The Rules of Professional Conduct take a functional approach to the question of vicarious disqualification. Two functions are involved: preserving confidentiality and avoiding positions adverse to a client. See Comment to ER 1.10. The Comment to ER 1.10 makes the following observations regarding confidentiality:
Preserving confidentiality is a question of access to information. Access
to information, in turn, is essentially a question of fact in particular
circumstances, aided by inferences, deductions or working presumptions
that reasonably may be made about the way in which lawyers work
together. A lawyer may have general access to files of all clients of a law
firm and may regularly participate in discussions of their affairs; it should be
inferred that such a lawyer in fact is privy to all information about all the
firm’s clients. In contrast, another lawyer may have access to the files of
only a limited number of clients and participate in discussion of the affairs of
no other clients; in the absence of information to the contrary, it should be
inferred that such a lawyer in fact is privy to information about the clients
actually served but not those of other clients.
Comment to ER 1.10.
Applying these principles to the second question, an attorney is not automatically barred from working with a firm, or, put in terms of ER 1.10(b), the firm is not automatically barred from continuing to represent its client in the lawsuit against the temporary attorney’s former client. If an attorney only had access to the client files on which she worked, one can reasonably presume that the attorney had confidential information about only those clients. Therefore, the principles of imputed disqualification would not apply to other clients of the attorney’s previous firm, and an attorney would not need to be aware of each and every client of the firms for whom she works. Of course, if the attorney had acquired confidential information that is material to the matter, whether or not the attorney worked on it in her former firm, the new law firm cannot continue the representation of its client adverse to the client of the temporary attorney’s former firm without the latter client’s consent.

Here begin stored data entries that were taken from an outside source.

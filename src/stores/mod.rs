pub mod live_matches;
pub mod match_detail;

pub use live_matches::LiveMatchesStore;
pub use match_detail::MatchDetailStore;

use std::time::Duration;
use tokio::task::JoinHandle;
use tokio::time::MissedTickBehavior;

/// Spawn a periodic ticker that runs `tick` immediately and then every
/// `interval`.
///
/// Each tick fires and forgets its own fetch task, so a slow response still
/// outstanding when the next tick arrives races with it (last write wins on
/// store state), and aborting the returned handle stops future ticks without
/// cancelling an in-flight request.
fn spawn_poller<F>(interval: Duration, tick: F) -> JoinHandle<()>
where
    F: Fn() + Send + 'static,
{
    tokio::spawn(async move {
        let mut ticker = tokio::time::interval(interval);
        ticker.set_missed_tick_behavior(MissedTickBehavior::Skip);
        loop {
            ticker.tick().await;
            tick();
        }
    })
}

As for the duty to avoid adverse positions, an attorney must abstain from adverse representation in a substantially related matter. However, the attorney’s abstention is not imputed to a current firm as long as the confidentiality requirements of the rule are met.
In addition to an agreement that specifies what services will be performed for which client and for how long, the employing attorney also should have other screening devices established. For instance, the temporary lawyer and support staff should be informed that the temporary lawyer may not have unlimited access to the firm files and other client matters should not be discussed in the presence of the temporary lawyer.

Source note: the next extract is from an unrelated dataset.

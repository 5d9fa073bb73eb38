pub mod manager;
pub mod platform;

pub use manager::{decode_vapid_key, PushManager};
pub use platform::{PushPlatform, PushSubscription, SubscriptionKeys};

Absent both an agreement that limits the temporary lawyer’s time and scope of services and other appropriate screening devices, a contract lawyer will be considered a full associate of each firm that hires him or her, for conflicts and confidentiality purposes.

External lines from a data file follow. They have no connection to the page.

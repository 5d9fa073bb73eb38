use chrono::{DateTime, Utc};
use serde::{Deserialize, Serialize};

/// A match as returned by the `/Live` endpoint.
///
/// Scores and status change over the match lifecycle; identity, teams and
/// the scheduled start time are fixed once the match exists.
#[derive(Debug, Clone, PartialEq, Serialize, Deserialize)]
pub struct LiveMatch {
    pub id: i64,
    pub team1_id: i64,
    pub team1_name: String,
    pub team1_flag: String,
    pub team1_score: i32,
    pub team2_id: i64,
    pub team2_name: String,
    pub team2_flag: String,
    pub team2_score: i32,
    pub league_id: i64,
    pub league_name: String,
    /// Scheduled kick-off, passed through as the server sends it.
    pub match_start_time: String,
    #[serde(default)]
    pub status: MatchStatus,
}

/// Lifecycle status of a match. Unrecognised server values map to `Unknown`.
#[derive(Debug, Clone, Copy, Default, PartialEq, Eq, Serialize, Deserialize)]
pub enum MatchStatus {
    Live,
    Upcoming,
    Ended,
    #[default]
    #[serde(other)]
    Unknown,
}

/// A single timeline entry from the match event feed. Immutable once
/// received; the client always holds the latest full snapshot, never an
/// incrementally merged log.
#[derive(Debug, Clone, PartialEq, Serialize, Deserialize)]
pub struct MatchEvent {
    pub id: i64,
    pub team_id: i64,
    pub team_name: String,
    pub player_name: String,
    #[serde(default, skip_serializing_if = "Option::is_none")]
    pub assist_name: Option<String>,
    /// Event tag, e.g. "Goal", "Card", "subst".
    #[serde(rename = "type")]
    pub kind: String,
    #[serde(default, skip_serializing_if = "Option::is_none")]
    pub detail: Option<String>,
    /// Elapsed minute when the event occurred.
    pub elapsed: i32,
}

/// Per-match score pair kept from the previous poll, diffed against the next
/// payload to detect goals.
#[derive(Debug, Clone, Copy, PartialEq, Eq)]
pub struct ScoreSnapshot {
    pub team1_score: i32,
    pub team2_score: i32,
}

impl ScoreSnapshot {
    pub fn of(m: &LiveMatch) -> Self {
        ScoreSnapshot {
            team1_score: m.team1_score,
            team2_score: m.team2_score,
        }
    }
}

/// Dedup token for a goal notification already shown: one per
/// (match, scoring team, resulting scoreline).
#[derive(Debug, Clone, PartialEq, Eq, Hash)]
pub struct NotificationKey {
    pub match_id: i64,
    pub team_name: String,
    pub team1_score: i32,
    pub team2_score: i32,
}

impl NotificationKey {
    pub fn new(match_id: i64, team_name: &str, team1_score: i32, team2_score: i32) -> Self {
        NotificationKey {
            match_id,
            team_name: team_name.to_string(),
            team1_score,
            team2_score,
        }
    }
}

/// A goal detected by diffing two polls, kept so the view layer can render
/// an in-app feed of recent goals alongside the OS-level notification.
#[derive(Debug, Clone, PartialEq, Serialize, Deserialize)]
pub struct GoalAlert {
    pub match_id: i64,
    pub team_name: String,
    pub team1_score: i32,
    pub team2_score: i32,
    pub detected_at: DateTime<Utc>,
}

Because the inquiring attorney’s letter does not specify the details of her contractual relationship with each attorney, a thorough analysis of her particular situation is not possible. However, the following prescriptive guidelines can be given for employment of contract/temporary attorneys in order to avoid having to treat the temporary lawyer as a full associate of the firm:
1. Make certain that an agreement clearly defines the scope of the attorney’s work. The contract should specify the project or projects and the specific client or clients for whom the lawyer will be providing services. The contract also should make clear that the relationship will terminate at the completion of the project, by a particular date or upon the occurrence of a particular event.
2. Establish a working relationship whereby the attorney does not have general access to all of the firm's files. Because the burden of proof rests on the firm disqualification is sought, the attorney and the firm should avoid circumstances that would create the inference that confidential information was obtained. Both the written agreement and actual work place should limit the temporary attorney’s access to only those client files and information for whom the lawyer was retained.